START Data supplied

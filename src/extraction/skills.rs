//! Skill extraction from plain text

use crate::error::Result;
use crate::extraction::tagger::{EntityLabel, EntityTagger};
use crate::extraction::vocabulary::SkillVocabulary;
use std::collections::BTreeSet;
use std::sync::Arc;
use unicode_segmentation::UnicodeSegmentation;

/// Derives a deduplicated skill set from a text via two signals: exact
/// case-sensitive token membership in the vocabulary, and entity spans the
/// tagger labels as organization, product, or creative work (a proxy for
/// tool and technology mentions).
pub struct SkillExtractor {
    vocabulary: SkillVocabulary,
    tagger: Arc<dyn EntityTagger>,
}

impl SkillExtractor {
    pub fn new(vocabulary: SkillVocabulary, tagger: Arc<dyn EntityTagger>) -> Self {
        Self { vocabulary, tagger }
    }

    /// No stemming, no synonym expansion, no case folding. Multi-word
    /// vocabulary entries can only surface through the tagger path, since
    /// the token path compares single tokens.
    pub fn extract_skills(&self, text: &str) -> Result<BTreeSet<String>> {
        let mut skills = BTreeSet::new();

        for token in text.unicode_words() {
            if self.vocabulary.contains(token) {
                skills.insert(token.to_string());
            }
        }

        for span in self.tagger.tag(text)? {
            if matches!(
                span.label,
                EntityLabel::Organization | EntityLabel::Product | EntityLabel::CreativeWork
            ) {
                skills.insert(span.text);
            }
        }

        Ok(skills)
    }

    pub fn vocabulary_size(&self) -> usize {
        self.vocabulary.len()
    }
}
//! reel-core: the task lifecycle engine behind reel-server.
//!
//! - [`task`]: the durable task record and its state machine
//! - [`kind`]: the five job kinds and their yt-dlp arguments
//! - [`store`]: persistence trait and the SQLite implementation
//! - [`executor`]: subprocess invocation with streamed, logged output
//! - [`runner`]: background execution, output discovery, restart recovery
//! - [`artifact`]: file resolution and `info.json` projections

pub mod artifact;
pub mod error;
pub mod executor;
pub mod kind;
pub mod runner;
pub mod store;
pub mod task;
pub mod timespec;

pub use error::{ArtifactError, ExecError, TaskError};
pub use executor::{Downloader, ProcessOutput};
pub use kind::{JobKind, INFO_FILENAME};
pub use runner::TaskRunner;
pub use store::{SqliteStore, TaskStore};
pub use task::{JobParams, Task, TaskStatus};
pub use timespec::{parse_time, TimeValue};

END Data supplied

» **What you have to do**
An exact retyping of every line in the records is needed.

» **Exercise output**
filename src/extraction/skills.rs
//! Skill extraction from plain text

use crate::error::Result;
use crate::extraction::tagger::{EntityLabel, EntityTagger};
use crate::extraction::vocabulary::SkillVocabulary;
use std::collections::BTreeSet;
use std::sync::Arc;
use unicode_segmentation::UnicodeSegmentation;

/// Derives a deduplicated skill set from a text via two signals: exact
/// case-sensitive token membership in the vocabulary, and entity spans the
/// tagger labels as organization, product, or creative work (a proxy for
/// tool and technology mentions).
pub struct SkillExtractor {
    vocabulary: SkillVocabulary,
    tagger: Arc<dyn EntityTagger>,
}

impl SkillExtractor {
    pub fn new(vocabulary: SkillVocabulary, tagger: Arc<dyn EntityTagger>) -> Self {
        Self { vocabulary, tagger }
    }

    /// No stemming, no synonym expansion, no case folding. Multi-word
    /// vocabulary entries can only surface through the tagger path, since
    /// the token path compares single tokens.
    pub fn extract_skills(&self, text: &str) -> Result<BTreeSet<String>> {
        let mut skills = BTreeSet::new();

        for token in text.unicode_words() {
            if self.vocabulary.contains(token) {
                skills.insert(token.to_string());
            }
        }

        for span in self.tagger.tag(text)? {
            if matches!(
                span.label,
                EntityLabel::Organization | EntityLabel::Product | EntityLabel::CreativeWork
            ) {
                skills.insert(span.text);
            }
        }

        Ok(skills)
    }

    pub fn vocabulary_size(&self) -> usize {
        self.vocabulary.len()
    }
}
//! reel-core: the task lifecycle engine behind reel-server.
//!
//! - [`task`]: the durable task record and its state machine
//! - [`kind`]: the five job kinds and their yt-dlp arguments
//! - [`store`]: persistence trait and the SQLite implementation
//! - [`executor`]: subprocess invocation with streamed, logged output
//! - [`runner`]: background execution, output discovery, restart recovery
//! - [`artifact`]: file resolution and `info.json` projections

pub mod artifact;
pub mod error;
pub mod executor;
pub mod kind;
pub mod runner;
pub mod store;
pub mod task;
pub mod timespec;

pub use error::{ArtifactError, ExecError, TaskError};
pub use executor::{Downloader, ProcessOutput};
pub use kind::{JobKind, INFO_FILENAME};
pub use runner::TaskRunner;
pub use store::{SqliteStore, TaskStore};
pub use task::{JobParams, Task, TaskStatus};
pub use timespec::{parse_time, TimeValue};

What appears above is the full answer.